Should I cut the wooden jig angle at 10 degrees or 20 degrees.

Thanks for any information.

Jay
 
Am I the only one confused by a grinding jig. Is it a jig to grind the primary edge bevel if so it seams like more trouble then it's worth.
 
I am making a grinding jig. I want to make a kitchen knife. It calls for a 20 degree angle.

Should I cut the wooden jig angle at 10 degrees or 20 degrees.

Thanks for any information.

Jay

Your question is not clear. Twenty degrees is indicative of a [sharpening angle] the cutting edge, when discussing kitchen knives. What are you grinding?
 
Am I the only one confused by a grinding jig. Is it a jig to grind the primary edge bevel if so it seams like more trouble then it's worth.

You may not be the only one confused, but many have figured it out because I ship thousands of Bubble Jigs across the globe. If you're looking for consistency when making the same blade many times a grinding fixture makes a lot of sense.

There are many ways to arrive at the goal, more than one for sure. if we all approached this the same way there would not be enough diversity and diversity is whats needed if we want to explore and find new and interesting methods, new and interesting knives.

Fred
 
tell us the thickness of the stock, and how tall the grind line will be, it will be easier to give an angle estimate.
 
It is the grinding angle.
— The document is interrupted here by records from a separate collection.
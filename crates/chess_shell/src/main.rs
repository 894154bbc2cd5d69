//! Two-player chess in the terminal.
//!
//! Usage: `chess_shell [--config <path>]`

use anyhow::{Context, Result, bail};
use chess_shell::{DEFAULT_CONFIG_PATH, Renderer, Session, ShellConfig, run};
use std::env;
use std::io;
use std::path::PathBuf;
use tracing::{info, warn};
use tracing_subscriber::EnvFilter;

fn print_usage() {
    println!("Two-player chess");
    println!();
    println!("Usage:");
    println!("  chess_shell [--config <path>]");
    println!();
    println!("Options:");
    println!("  -c, --config <path>   TOML config file (default: {DEFAULT_CONFIG_PATH})");
    println!("  -h, --help            show this text");
    println!();
    println!("Set RUST_LOG to override the configured log filter.");
}

/// `None` means help was requested.
fn parse_args(args: &[String]) -> Result<Option<PathBuf>> {
    let mut config = PathBuf::from(DEFAULT_CONFIG_PATH);
    let mut i = 0;
    while i < args.len() {
        match args[i].as_str() {
            "--config" | "-c" => {
                let Some(path) = args.get(i + 1) else {
                    bail!("--config requires a path");
                };
                config = PathBuf::from(path);
                i += 1;
            }
            "--help" | "-h" | "help" => return Ok(None),
            other => bail!("unknown argument: {other}"),
        }
        i += 1;
    }
    Ok(Some(config))
}

fn main() -> Result<()> {
    let args: Vec<String> = env::args().skip(1).collect();
    let Some(config_path) = parse_args(&args)? else {
        print_usage();
        return Ok(());
    };

    let config = ShellConfig::load_or_default(&config_path)
        .with_context(|| format!("loading {}", config_path.display()))?;

    let filter = EnvFilter::try_from_default_env().unwrap_or_else(|_| EnvFilter::new(&config.log_filter));
    tracing_subscriber::fmt()
        .with_env_filter(filter)
        .with_writer(io::stderr)
        .init();

    if config_path.exists() {
        info!(path = %config_path.display(), "loaded config");
    } else {
        warn!(path = %config_path.display(), "config file not found, using defaults");
    }

    let renderer = Renderer::from(&config);
    let mut session = Session::new();
    let stdin = io::stdin();
    let mut stdout = io::stdout();
    run(&mut session, &renderer, stdin.lock(), &mut stdout)?;
    Ok(())
}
I will end up with 20degree Sharping angle. What grinding angle should I start with?
Thanks Jay
 
Still no blade thickness and how wide is the blade?
That will help someone to help you. Have you read the stickies above? And why not complete your registration like where do you live? Be friendly.
Frank
 
Stating that you want to end up with a 20° inclusive(?) angle is fine.

But not letting us know what else you are doing makes it hard for us to help you. It would be similar to me stating that I would like help with climbing Mt. Everest and I know I am going to summit the peak, but I need help with the rest.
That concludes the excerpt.